Thursday, November 5, 2015

We get way too worked up over trailers; will we care about the real issue?

So now, what are we supposed to think about film director Spike Lee and his upcoming project that supposedly will expose just how gruesome and grisly our wonderful city of Chicago truly is?


Many political people gained attention for themselves by trashing Lee back when his film crews were in Chicago shooting the footage that will eventually become the film that is scheduled to be released next month.

NOW, A TRAILER that will play in movie theaters for the next few weeks is promoting the film.

Like most trailers, it is a brief strip that depicts the “big name” actors who will be in the project and probably shows us all the highlights of the film – but in such a non-contextual way that we have no clue what the film truly is about.

After all, why should we see the film if the whole story got revealed in a 30-second video blitz?

Personally, the fact that actor Samuel L. Jackson is involved intrigues me enough to think this film might be worth some attention – although learning that actor John Cusack is playing a Father Pfleger-like priest makes me think it will be too over the top.
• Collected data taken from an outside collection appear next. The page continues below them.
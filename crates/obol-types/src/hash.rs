//! Hash types and the consensus hash functions.
//!
//! All consensus hashing is double-SHA256 over a little-endian byte
//! stream. Hashes are stored in their internal (little-endian) byte
//! order and displayed reversed, Bitcoin style.

use ripemd::Ripemd160;
use sha2::{Digest, Sha256};
use std::cmp::Ordering;
use std::fmt;

/// A 256-bit hash in internal (little-endian) byte order.
#[derive(Clone, Copy, PartialEq, Eq, Hash, Default)]
pub struct Hash256(pub [u8; 32]);

/// A 160-bit hash (RIPEMD160 over SHA256).
#[derive(Clone, Copy, PartialEq, Eq, Hash, Default)]
pub struct Hash160(pub [u8; 20]);

impl Hash256 {
    /// The all-zero hash.
    pub const ZERO: Hash256 = Hash256([0u8; 32]);

    /// Raw internal bytes.
    pub fn as_bytes(&self) -> &[u8; 32] {
        &self.0
    }

    /// Whether every byte is zero.
    pub fn is_zero(&self) -> bool {
        self.0.iter().all(|b| *b == 0)
    }

    /// The low 64 bits of the hash interpreted as a little-endian
    /// 256-bit integer.
    pub fn low_u64(&self) -> u64 {
        let mut bytes = [0u8; 8];
        bytes.copy_from_slice(&self.0[0..8]);
        u64::from_le_bytes(bytes)
    }

    /// Compare two hashes as little-endian 256-bit integers.
    ///
    /// Equivalent to comparing 32-bit little-endian limbs from the most
    /// significant limb down, which is the tie-break order the stake
    /// modifier candidate sort requires.
    pub fn numeric_cmp(&self, other: &Hash256) -> Ordering {
        for i in (0..32).rev() {
            match self.0[i].cmp(&other.0[i]) {
                Ordering::Equal => continue,
                non_eq => return non_eq,
            }
        }
        Ordering::Equal
    }

    /// Parse from the reversed (display-order) hex string.
    pub fn from_hex(s: &str) -> Option<Hash256> {
        let raw = hex::decode(s).ok()?;
        if raw.len() != 32 {
            return None;
        }
        let mut bytes = [0u8; 32];
        for (i, b) in raw.iter().rev().enumerate() {
            bytes[i] = *b;
        }
        Some(Hash256(bytes))
    }
}

impl fmt::Display for Hash256 {
    fn fmt(&self, f: &mut fmt::Formatter<'_>) -> fmt::Result {
        let mut reversed = self.0;
        reversed.reverse();
        write!(f, "{}", hex::encode(reversed))
    }
}

impl fmt::Debug for Hash256 {
    fn fmt(&self, f: &mut fmt::Formatter<'_>) -> fmt::Result {
        write!(f, "Hash256({self})")
    }
}

impl Hash160 {
    /// Raw internal bytes.
    pub fn as_bytes(&self) -> &[u8; 20] {
        &self.0
    }
}

impl fmt::Display for Hash160 {
    fn fmt(&self, f: &mut fmt::Formatter<'_>) -> fmt::Result {
        write!(f, "{}", hex::encode(self.0))
    }
}

impl fmt::Debug for Hash160 {
    fn fmt(&self, f: &mut fmt::Formatter<'_>) -> fmt::Result {
        write!(f, "Hash160({self})")
    }
}

/// Double-SHA256 of the given bytes.
pub fn sha256d(data: &[u8]) -> Hash256 {
    let first = Sha256::digest(data);
    let second = Sha256::digest(first);
    let mut out = [0u8; 32];
    out.copy_from_slice(&second);
    Hash256(out)
}

/// RIPEMD160 of SHA256, the script-hash construction.
pub fn hash160(data: &[u8]) -> Hash160 {
    let sha = Sha256::digest(data);
    let rip = Ripemd160::digest(sha);
    let mut out = [0u8; 20];
    out.copy_from_slice(&rip);
    Hash160(out)
}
BUT FOR MOST people, I suspect the whole reason they’re getting worked up over the film is the subject material – an aspect of Chicago that some people like to blow completely out of proportion.

While other people want to go so far out of their way to ignore to as to assuage any guilt they ought to be feeling. If anything, it is those people whose skin Lee is trying to get under.
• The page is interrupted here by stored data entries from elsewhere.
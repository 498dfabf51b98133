//! Active chain and combined chain state.

use crate::index::{BlockId, BlockIndex, BlockIndexArena};
use crate::{ChainError, ChainResult};
use obol_types::Hash256;
use tracing::debug;

/// Number of ancestor timestamps in the median-time-past window.
const MEDIAN_TIME_SPAN: usize = 11;

/// The best-chain order: entry ids by height.
#[derive(Default)]
pub struct ActiveChain {
    ids: Vec<BlockId>,
}

impl ActiveChain {
    /// Create an empty chain.
    pub fn new() -> Self {
        Self::default()
    }

    /// Chain length in blocks (tip height + 1).
    pub fn len(&self) -> usize {
        self.ids.len()
    }

    /// Whether the chain has no blocks.
    pub fn is_empty(&self) -> bool {
        self.ids.is_empty()
    }

    /// The tip entry id.
    pub fn tip(&self) -> Option<BlockId> {
        self.ids.last().copied()
    }

    /// The entry id at a height.
    pub fn at_height(&self, height: u32) -> Option<BlockId> {
        self.ids.get(height as usize).copied()
    }

    /// Whether the given entry is on the active chain.
    pub fn contains(&self, id: BlockId, arena: &BlockIndexArena) -> bool {
        self.at_height(arena.get(id).height) == Some(id)
    }

    /// The active-chain successor of the given entry.
    pub fn next(&self, id: BlockId, arena: &BlockIndexArena) -> Option<BlockId> {
        if !self.contains(id, arena) {
            return None;
        }
        self.at_height(arena.get(id).height + 1)
    }

    /// Extend the chain with a new tip. The entry's height must follow
    /// the current tip.
    pub fn push(&mut self, id: BlockId, arena: &BlockIndexArena) -> ChainResult<()> {
        let height = arena.get(id).height;
        if height as usize != self.ids.len() {
            return Err(ChainError::NonContiguous {
                height,
                tip_height: self.ids.len().saturating_sub(1) as u32,
            });
        }
        self.ids.push(id);
        Ok(())
    }
}

/// Block index arena plus the active chain, the view every consensus
/// entry point takes. Callers hold the chain-state lock around it.
#[derive(Default)]
pub struct ChainState {
    /// All known index entries.
    pub arena: BlockIndexArena,
    /// Best-chain order.
    pub active: ActiveChain,
}

impl ChainState {
    /// Create an empty chain state.
    pub fn new() -> Self {
        Self::default()
    }

    /// Look up an entry id by block hash.
    pub fn lookup(&self, hash: &Hash256) -> Option<BlockId> {
        self.arena.lookup(hash)
    }

    /// The tip entry id.
    pub fn tip_id(&self) -> Option<BlockId> {
        self.active.tip()
    }

    /// The tip entry.
    pub fn tip(&self) -> Option<&BlockIndex> {
        self.active.tip().map(|id| self.arena.get(id))
    }

    /// Insert an entry and extend the active chain with it.
    pub fn connect_tip(&mut self, index: BlockIndex) -> ChainResult<BlockId> {
        let height = index.height;
        let hash = index.block_hash;
        let id = self.arena.insert(index)?;
        self.active.push(id, &self.arena)?;
        debug!(height, block = %hash, "connected tip");
        Ok(id)
    }

    /// Median of the last [`MEDIAN_TIME_SPAN`] block times ending at
    /// the given entry.
    pub fn median_time_past(&self, id: BlockId) -> i64 {
        let mut times: Vec<i64> = self
            .arena
            .ancestors(id)
            .take(MEDIAN_TIME_SPAN)
            .map(|(_, index)| i64::from(index.time))
            .collect();
        times.sort_unstable();
        times[times.len() / 2]
    }
}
How else to explain the line of narration used in the trailer telling us that the homicide total in Chicago tops the casualty total of American Special Forces who served in Iraq?

That’s a loaded statement in and of itself. It should not be taken as a simple fact that cannot be questioned. It needs to be kept in its own unique context.

YET I HAVE to admit the real problem when it comes to urban violence in Chicago isn’t really that people in select neighborhoods are killing each other off.

It is that the rest of us (those of us fortunate enough to not live in a place like Englewood or North Lawndale) all too often are willing to accept those homicide totals – so long as they stay within the boundaries of those neighborhoods.

We may very well think on some level that “those people” just don’t know any better, or don’t really matter. So long as “real people” (like ourselves) aren’t impacted, we can live with those homicide totals.

Those news stories we see in Monday morning newspapers every so often about how the death tally took a jolt upward are something we think of as merely a part of the local color.

SO LONG AS none of the addresses of where those violent outbursts took place are anywhere near a place we have ever gone to, we tolerate it. That is the REAL problem our society faces, and I don’t know how successfully a Spike Lee film will be able to take this issue on.

For every notable moment in “Do the Right Thing” (I’m still appalled by actor John Turturro’s racist pizzeria worker, even though I know such people really do exist and pass themselves off as respectable), we get something so absurd as in “Bamboozled.”

Which is my own personal fear about “Chi-raq” – it could wind up providing such a ridiculous vision of what is happening in certain parts of our city that it makes the masses amongst us all the more that this is an issue that really doesn’t impact us!

Adding to the isolation that certain residents of Chicago could wind up feeling would be the ultimate low blow to their futures.

  -30-

EDITOR’S NOTE: Excuse me for thinking it presumptuous to think anyone is going to get the allusions to Lysistrata – they’re more likely to think it is a film done partially in rap.